Adele opened the cabinet and removed the little pyramid. After bouncing it twice in her palm, she handed it to Ramage again.
"I think Commander Leary would like to see this," she said. "Perhaps he'll be able to offer a better explanation than I can."
"Mistress?" said Woetjans. A frown furrowed her brow like a freshly-turned field. "There weren't people that far back, was there? I mean, sixty-odd thousand years?"
Adele reached for her data unit. Before she could call up an answer, Cazelet said, "There were people of a sort, Bosun, but they weren't making art from platinum. And they weren'there."

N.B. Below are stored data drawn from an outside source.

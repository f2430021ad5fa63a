//! Bulk token sweep: find connections whose access token is about to expire
//! and rotate them ahead of time, so dashboard polls rarely pay for a refresh
//! inline. Runs from the in-process controller every half hour and from the
//! standalone `sweeper` binary for external schedulers.

use std::sync::Arc;
use std::time::Duration;

use anyhow::{Context, Result};
use chrono::Utc;
use serde::Serialize;
use sqlx::PgPool;
use tokio::sync::Semaphore;
use tokio::task::JoinSet;
use tokio::time::interval;

use crate::db::oauth_connections;
use crate::oauth::tokens::TokenService;

/// How often the in-process controller sweeps.
pub const SWEEP_INTERVAL: Duration = Duration::from_secs(30 * 60);

/// Rows expiring within this window get refreshed. Wider than the sweep
/// interval so a token can never fall between two sweeps.
pub const EXPIRY_WINDOW_MINUTES: i64 = 35;

/// Upper bound on rows per sweep.
pub const BATCH_LIMIT: i64 = 200;

/// Concurrent refreshes in flight.
pub const CONCURRENCY: usize = 5;

#[derive(Debug, Clone, Copy, Default)]
pub struct SweepOptions {
    /// Refresh every stored connection, not just the near-expiry ones.
    pub force_all: bool,
    /// Log what would happen without calling upstream or writing back.
    pub dry_run: bool,
}

#[derive(Debug, Default, Serialize)]
pub struct SweepSummary {
    pub total: usize,
    pub refreshed: usize,
    pub failed: usize,
    pub skipped: usize,
    pub failures: Vec<SweepFailure>,
}

/// A failed refresh, identified only by the tail of the account id.
#[derive(Debug, Serialize)]
pub struct SweepFailure {
    pub account_suffix: String,
    pub livemode: bool,
    pub kind: String,
}

/// Last six characters of an account id, for summaries and logs that leave
/// the service.
fn account_suffix(stripe_account_id: &str) -> String {
    let chars: Vec<char> = stripe_account_id.chars().collect();
    let start = chars.len().saturating_sub(6);
    chars[start..].iter().collect()
}

pub async fn run_sweep(
    pool: &PgPool,
    tokens: Arc<TokenService>,
    options: SweepOptions,
) -> Result<SweepSummary> {
    let rows = if options.force_all {
        oauth_connections::list_all(pool, BATCH_LIMIT).await?
    } else {
        let threshold = Utc::now() + chrono::Duration::minutes(EXPIRY_WINDOW_MINUTES);
        oauth_connections::find_expiring(pool, threshold, BATCH_LIMIT).await?
    };

    let mut summary = SweepSummary {
        total: rows.len(),
        ..Default::default()
    };

    if options.dry_run {
        for row in &rows {
            tracing::info!(
                account_suffix = %account_suffix(&row.stripe_account_id),
                livemode = row.livemode,
                expires_at = %row.access_token_expires_at,
                "dry run: would refresh"
            );
        }
        summary.skipped = summary.total;
        return Ok(summary);
    }

    let semaphore = Arc::new(Semaphore::new(CONCURRENCY));
    let mut join_set = JoinSet::new();

    for row in rows {
        let permit = semaphore
            .clone()
            .acquire_owned()
            .await
            .context("Sweep semaphore closed")?;
        let tokens = tokens.clone();
        join_set.spawn(async move {
            let _permit = permit;
            let outcome = tokens.refresh_and_store(&row).await.map(|_| ());
            (row.stripe_account_id, row.livemode, outcome)
        });
    }

    while let Some(joined) = join_set.join_next().await {
        match joined {
            Ok((account_id, livemode, Ok(()))) => {
                summary.refreshed += 1;
                tracing::info!(
                    account_suffix = %account_suffix(&account_id),
                    livemode,
                    "refreshed"
                );
            }
            Ok((account_id, livemode, Err(error))) => {
                summary.failed += 1;
                let kind = error.kind().to_string();
                tracing::warn!(
                    account_suffix = %account_suffix(&account_id),
                    livemode,
                    kind = %kind,
                    "refresh failed"
                );
                summary.failures.push(SweepFailure {
                    account_suffix: account_suffix(&account_id),
                    livemode,
                    kind,
                });
            }
            Err(join_error) => {
                summary.failed += 1;
                tracing::error!(error = ?join_error, "sweep task panicked");
            }
        }
    }

    tracing::info!(
        total = summary.total,
        refreshed = summary.refreshed,
        failed = summary.failed,
        skipped = summary.skipped,
        "sweep complete"
    );
    Ok(summary)
}

/// Background controller that sweeps on a fixed cadence, following the same
/// shape as the provisioning tick loops: spawn once at startup, log, never
/// crash the process.
pub struct SweeperController {
    pool: PgPool,
    tokens: Arc<TokenService>,
    sweep_interval: Duration,
}

impl SweeperController {
    pub fn new(pool: PgPool, tokens: Arc<TokenService>) -> Self {
        Self {
            pool,
            tokens,
            sweep_interval: SWEEP_INTERVAL,
        }
    }

    pub fn start(self: Arc<Self>) {
        tokio::spawn(async move {
            tracing::info!("token sweeper started");
            let mut ticker = interval(self.sweep_interval);
            loop {
                ticker.tick().await;
                if let Err(e) =
                    run_sweep(&self.pool, self.tokens.clone(), SweepOptions::default()).await
                {
                    tracing::error!(error = ?e, "token sweep failed");
                }
            }
        });
    }
}

#[cfg(test)]
mod tests {
    use super::*;

    #[test]
    fn suffix_redacts_to_six_chars() {
        assert_eq!(account_suffix("acct_1GqyDT2eZvKYlo2C"), "KYlo2C");
        assert_eq!(account_suffix("short"), "short");
        assert_eq!(account_suffix(""), "");
    }
}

"There's no reason to assume humans created this little thing anyway," Adele pointed out. "Just that someone who'd seen humans did it."
Cazelet looked at Adele and said harshly, "Mistress, for this to be true would require a star-travelling race sixty thousand years ago. There's no evidence of that!"
Adele gestured toward the pyramid in Ramage's hand. "No previous evidence that you'd seen, you mean, Rene," she said with a faint smile. "I've seen some odd things since I began travelling widely."
She was always puzzled to learn that the most avowedly skeptical people took things on faith. Adele believed data, but only until better data appeared; as for analyses and explanations, they were no better than the intellect of the person making them. Rene's certainty was a matter of blind faith.
"Do you mean there was?" Rene said, raising his voice without intending to. "That there was a race that was sailing the stars when human beings thought fire was high technology?"
"I mean that Ramage found a platinum pyramid on Dansant," Adele said calmly. She let a slow smile spread a little wider than was normal for her. "I won't speculate about it or about most things; I don't care for the paths my mind sometimes takes when I speculate."
"Guess I'll show this to Six," Ramage decided aloud. "That all right, Chief?"
Woetjans nodded without expression.
"He might want to buy it, d'ye think, mistress?" Ramage said. Before she could nod agreement, he added, "But you know, I might give it to him anyways. Tell the truth, it makes me feel kinda funny."